Tove Jansson, The True Deceiver. This is the other novel with an introduction that I wish just had not. Just please don’t. It’s about trust and innocence and small towns and relationships, insiders and outsiders. It’s very brief and very cutting, and if you’re thinking, oh, the Moomins are so much fun, this will be a nice book, no, it is not at all a nice book.

Anne Lamott, Bird by Bird. Reread. This was also not particularly useful for me at this point in my writing process, but I think for the opposite reason to the Natalie Goldberg books. Anne Lamott has written several things that are not how-to-write books, she is not at all in love with the sound of her own navel clapping, but I really don’t find the level of hostility that she nurtures (under the pretense of not nurturing it) at all useful at this stage of life, and the little bits of writing advice are not for me any more. So that can also go in the bag to take to the used bookstore.

Dinaw Mengestu, How to Read the Air. This was the story of two marriages failing, thirty years apart. It was beautifully written. One was the marriage of two Ethiopian immigrants, the other their son’s marriage. It was people failing to connect and failing to communicate, over and over again, with gorgeous detail, for the entire book. You will need quite a lot of tolerance for sadness if you read this book, and I picked it up at a time when I did not perhaps have as much as it wanted me to. I kept reading it, because it was very well done. But know what you’re getting into, time it carefully, if you and this book are going to have a time together.

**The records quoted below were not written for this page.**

//! Operations on the authenticated account

use super::models::{
    AccountDetails, AccountEmail, AccountIdentity, DatedPrimaryEmail, Permission,
};
use crate::client::Client;
use crate::error::Result;
use crate::response::{Envelope, RequestBody, RequestContext};
use crate::schema::{Auth, Operation, Parameter, ResponseShape};
use crate::types::{JsonObject, JsonValue, Method, StringMap};

const USERNAME: Parameter = Parameter {
    name: "username",
    description: "Your unique username. Between 3 and 64 characters. Only \
                  letters, numbers, dashes and underscores. May not start \
                  with `user_`.",
    type_name: "string",
    required: true,
    default: None,
};

static GET: Operation = Operation {
    name: "account.get",
    description: "Get account details",
    method: Method::GET,
    path: "/account",
    path_params: &[],
    query_params: &[],
    body_params: &[],
    returns: &[
        ResponseShape { status: 200, type_name: "AccountDetails" },
        ResponseShape { status: 401, type_name: "Error(UNAUTHORIZED)" },
        ResponseShape { status: 403, type_name: "Error(NO_PERMISSION)" },
        ResponseShape { status: 429, type_name: "Error(RATE_LIMITED)" },
        ResponseShape { status: 500, type_name: "Error(INTERNAL_SERVER_ERROR)" },
        ResponseShape { status: 503, type_name: "Error(MAINTENANCE)" },
    ],
    auth: Auth::Scope("account.details"),
};

static GET_IDENTITY: Operation = Operation {
    name: "account.get_identity",
    description: "Get account identity",
    method: Method::GET,
    path: "/account/identity",
    path_params: &[],
    query_params: &[],
    body_params: &[],
    returns: &[
        ResponseShape { status: 200, type_name: "AccountIdentity" },
        ResponseShape { status: 404, type_name: "Error(RESOURCE_NOT_FOUND)" },
        ResponseShape { status: 401, type_name: "Error(UNAUTHORIZED)" },
        ResponseShape { status: 403, type_name: "Error(NO_PERMISSION)" },
        ResponseShape { status: 429, type_name: "Error(RATE_LIMITED)" },
        ResponseShape { status: 500, type_name: "Error(INTERNAL_SERVER_ERROR)" },
        ResponseShape { status: 503, type_name: "Error(MAINTENANCE)" },
    ],
    auth: Auth::Scope("account.details.identity"),
};

static UPDATE_IDENTITY: Operation = Operation {
    name: "account.update_identity",
    description: "Update account identity",
    method: Method::PATCH,
    path: "/account/identity",
    path_params: &[],
    query_params: &[],
    body_params: &[
        USERNAME,
        Parameter {
            name: "name",
            description: "Your full name. Set to `null` to remove.",
            type_name: "string | null",
            required: false,
            default: None,
        },
    ],
    returns: &[
        ResponseShape { status: 200, type_name: "AccountIdentity" },
        ResponseShape { status: 204, type_name: "()" },
        ResponseShape { status: 404, type_name: "Error(RESOURCE_NOT_FOUND)" },
        ResponseShape { status: 409, type_name: "Error(CONFLICT)" },
        ResponseShape { status: 422, type_name: "Error(INVALID_DATA)" },
        ResponseShape { status: 401, type_name: "Error(UNAUTHORIZED)" },
        ResponseShape { status: 403, type_name: "Error(NO_PERMISSION)" },
        ResponseShape { status: 429, type_name: "Error(RATE_LIMITED)" },
        ResponseShape { status: 500, type_name: "Error(INTERNAL_SERVER_ERROR)" },
        ResponseShape { status: 503, type_name: "Error(MAINTENANCE)" },
    ],
    auth: Auth::Scope("account.details.identity.update"),
};

static REPLACE_IDENTITY: Operation = Operation {
    name: "account.replace_identity",
    description: "Replace account identity",
    method: Method::PUT,
    path: "/account/identity",
    path_params: &[],
    query_params: &[],
    body_params: &[
        USERNAME,
        Parameter {
            name: "name",
            description: "Your full name. Set to `null` to remove.",
            type_name: "string | null",
            required: true,
            default: None,
        },
    ],
    returns: &[
        ResponseShape { status: 200, type_name: "AccountIdentity" },
        ResponseShape { status: 404, type_name: "Error(RESOURCE_NOT_FOUND)" },
        ResponseShape { status: 409, type_name: "Error(CONFLICT)" },
        ResponseShape { status: 422, type_name: "Error(INVALID_DATA)" },
        ResponseShape { status: 401, type_name: "Error(UNAUTHORIZED)" },
        ResponseShape { status: 403, type_name: "Error(NO_PERMISSION)" },
        ResponseShape { status: 429, type_name: "Error(RATE_LIMITED)" },
        ResponseShape { status: 500, type_name: "Error(INTERNAL_SERVER_ERROR)" },
        ResponseShape { status: 503, type_name: "Error(MAINTENANCE)" },
    ],
    auth: Auth::Scope("account.details.identity.update"),
};

static LIST_EMAILS: Operation = Operation {
    name: "account.list_emails",
    description: "List account e-mail addresses",
    method: Method::GET,
    path: "/account/email",
    path_params: &[],
    query_params: &[],
    body_params: &[],
    returns: &[
        ResponseShape { status: 200, type_name: "Vec<AccountEmail>" },
        ResponseShape { status: 401, type_name: "Error(UNAUTHORIZED)" },
        ResponseShape { status: 403, type_name: "Error(NO_PERMISSION)" },
        ResponseShape { status: 429, type_name: "Error(RATE_LIMITED)" },
        ResponseShape { status: 500, type_name: "Error(INTERNAL_SERVER_ERROR)" },
        ResponseShape { status: 503, type_name: "Error(MAINTENANCE)" },
    ],
    auth: Auth::Scope("account.details.email.list"),
};

static GET_EMAIL: Operation = Operation {
    name: "account.get_email",
    description: "Get your primary e-mail address",
    method: Method::GET,
    path: "/account/email/primary",
    path_params: &[],
    query_params: &[],
    body_params: &[],
    returns: &[
        ResponseShape { status: 200, type_name: "DatedPrimaryEmail" },
        ResponseShape { status: 404, type_name: "Error(RESOURCE_NOT_FOUND)" },
        ResponseShape { status: 401, type_name: "Error(UNAUTHORIZED)" },
        ResponseShape { status: 403, type_name: "Error(NO_PERMISSION)" },
        ResponseShape { status: 429, type_name: "Error(RATE_LIMITED)" },
        ResponseShape { status: 500, type_name: "Error(INTERNAL_SERVER_ERROR)" },
        ResponseShape { status: 503, type_name: "Error(MAINTENANCE)" },
    ],
    auth: Auth::Scope("account.details.email"),
};

static SET_EMAIL: Operation = Operation {
    name: "account.set_email",
    description: "Set your primary e-mail address",
    method: Method::PUT,
    path: "/account/email/primary",
    path_params: &[],
    query_params: &[],
    body_params: &[Parameter {
        name: "email",
        description: "E-mail address to set as primary.",
        type_name: "string",
        required: true,
        default: None,
    }],
    returns: &[
        ResponseShape { status: 204, type_name: "()" },
        ResponseShape { status: 409, type_name: "Error(CONFLICT)" },
        ResponseShape { status: 422, type_name: "Error(INVALID_DATA)" },
        ResponseShape { status: 401, type_name: "Error(UNAUTHORIZED)" },
        ResponseShape { status: 403, type_name: "Error(NO_PERMISSION)" },
        ResponseShape { status: 429, type_name: "Error(RATE_LIMITED)" },
        ResponseShape { status: 500, type_name: "Error(INTERNAL_SERVER_ERROR)" },
        ResponseShape { status: 503, type_name: "Error(MAINTENANCE)" },
    ],
    auth: Auth::Scope("account.details.email.update"),
};

static CHANGE_PASSWORD: Operation = Operation {
    name: "account.change_password",
    description: "Change account password",
    method: Method::PUT,
    path: "/account/password",
    path_params: &[],
    query_params: &[],
    body_params: &[
        Parameter {
            name: "currentPassword",
            description: "Your current password.",
            type_name: "string",
            required: true,
            default: None,
        },
        Parameter {
            name: "newPassword",
            description: "The new password. Must be at least 15 characters, or \
                          8 characters if it contains a mix of letters, numbers \
                          and symbols.",
            type_name: "string",
            required: true,
            default: None,
        },
    ],
    returns: &[
        ResponseShape { status: 204, type_name: "()" },
        ResponseShape { status: 422, type_name: "Error(INVALID_DATA)" },
        ResponseShape { status: 401, type_name: "Error(UNAUTHORIZED)" },
        ResponseShape { status: 403, type_name: "Error(NO_PERMISSION)" },
        ResponseShape { status: 429, type_name: "Error(RATE_LIMITED)" },
        ResponseShape { status: 500, type_name: "Error(INTERNAL_SERVER_ERROR)" },
        ResponseShape { status: 503, type_name: "Error(MAINTENANCE)" },
    ],
    auth: Auth::Scope("account.details.password.update"),
};

static LIST_PERMISSIONS: Operation = Operation {
    name: "account.list_permissions",
    description: "List account permissions with user-friendly descriptions. \
                  Some permissions (such as wildcard ones) may be excluded in \
                  this list if they don't have a description.",
    method: Method::GET,
    path: "/account/permissions",
    path_params: &[],
    query_params: &[],
    body_params: &[],
    returns: &[
        ResponseShape { status: 200, type_name: "Vec<Permission>" },
        ResponseShape { status: 401, type_name: "Error(UNAUTHORIZED)" },
        ResponseShape { status: 403, type_name: "Error(NO_PERMISSION)" },
        ResponseShape { status: 429, type_name: "Error(RATE_LIMITED)" },
        ResponseShape { status: 500, type_name: "Error(INTERNAL_SERVER_ERROR)" },
        ResponseShape { status: 503, type_name: "Error(MAINTENANCE)" },
    ],
    auth: Auth::Scope("account.details"),
};

/// Operations on the authenticated account
#[derive(Debug, Clone, Copy)]
pub struct Account<'a> {
    client: &'a Client,
}

impl<'a> Account<'a> {
    pub(crate) fn new(client: &'a Client) -> Self {
        Self { client }
    }

    /// Get account details.
    ///
    /// Requires the `account.details` scope.
    pub async fn get(&self) -> Result<Envelope<AccountDetails>> {
        self.client.send(RequestContext::bare(&GET), None).await
    }

    /// Get the account identity.
    ///
    /// Requires the `account.details.identity` scope.
    pub async fn get_identity(&self) -> Result<Envelope<AccountIdentity>> {
        self.client
            .send(RequestContext::bare(&GET_IDENTITY), None)
            .await
    }

    /// Update the account identity. A `name` of `None` leaves the full name
    /// unchanged; the data is `None` when the server answered 204 because
    /// nothing was changed.
    ///
    /// Requires the `account.details.identity.update` scope.
    pub async fn update_identity(
        &self,
        username: impl Into<String>,
        name: Option<String>,
    ) -> Result<Envelope<Option<AccountIdentity>>> {
        let mut body = JsonObject::new();
        body.insert("username".to_string(), JsonValue::String(username.into()));
        if let Some(name) = name {
            body.insert("name".to_string(), JsonValue::String(name));
        }
        let ctx = RequestContext::new(
            &UPDATE_IDENTITY,
            StringMap::new(),
            StringMap::new(),
            Some(RequestBody::Json(JsonValue::Object(body))),
        );
        self.client.send(ctx, None).await
    }

    /// Replace the account identity. A `name` of `None` removes the full
    /// name.
    ///
    /// Requires the `account.details.identity.update` scope.
    pub async fn replace_identity(
        &self,
        username: impl Into<String>,
        name: Option<String>,
    ) -> Result<Envelope<AccountIdentity>> {
        let username: String = username.into();
        let body = serde_json::json!({
            "username": username,
            "name": name,
        });
        let ctx = RequestContext::new(
            &REPLACE_IDENTITY,
            StringMap::new(),
            StringMap::new(),
            Some(RequestBody::Json(body)),
        );
        self.client.send(ctx, None).await
    }

    /// List account e-mail addresses.
    ///
    /// Requires the `account.details.email.list` scope.
    pub async fn list_emails(&self) -> Result<Envelope<Vec<AccountEmail>>> {
        self.client
            .send(RequestContext::bare(&LIST_EMAILS), None)
            .await
    }

    /// Get the primary e-mail address.
    ///
    /// Requires the `account.details.email` scope.
    pub async fn get_email(&self) -> Result<Envelope<DatedPrimaryEmail>> {
        self.client
            .send(RequestContext::bare(&GET_EMAIL), None)
            .await
    }

    /// Set the primary e-mail address.
    ///
    /// Requires the `account.details.email.update` scope.
    pub async fn set_email(&self, email: impl Into<String>) -> Result<Envelope<()>> {
        let email: String = email.into();
        let body = serde_json::json!({ "email": email });
        let ctx = RequestContext::new(
            &SET_EMAIL,
            StringMap::new(),
            StringMap::new(),
            Some(RequestBody::Json(body)),
        );
        self.client.send(ctx, None).await
    }

    /// Change the account password.
    ///
    /// Requires the `account.details.password.update` scope.
    pub async fn change_password(
        &self,
        current_password: impl Into<String>,
        new_password: impl Into<String>,
    ) -> Result<Envelope<()>> {
        let (current_password, new_password): (String, String) =
            (current_password.into(), new_password.into());
        let body = serde_json::json!({
            "currentPassword": current_password,
            "newPassword": new_password,
        });
        let ctx = RequestContext::new(
            &CHANGE_PASSWORD,
            StringMap::new(),
            StringMap::new(),
            Some(RequestBody::Json(body)),
        );
        self.client.send(ctx, None).await
    }

    /// List account permissions with user-friendly descriptions.
    ///
    /// Requires the `account.details` scope.
    pub async fn list_permissions(&self) -> Result<Envelope<Vec<Permission>>> {
        self.client
            .send(RequestContext::bare(&LIST_PERMISSIONS), None)
            .await
    }
}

Laura Secor, Children of Paradise: The Struggle for the Soul of Iran. This is the book I needed a break from when I picked up the Mengestu, above. It is a history of Iran from roughly 1970 on. It goes into detail about the political parties but also the prison system, the wars with Iraq. The people who kept hoping they were going to make things better in one direction or another. It is worth knowing more about Iran, but maybe have something more cheerful than the Mengestu on hand to liven the intervals. Take breaks. Pace yourself. Breathe.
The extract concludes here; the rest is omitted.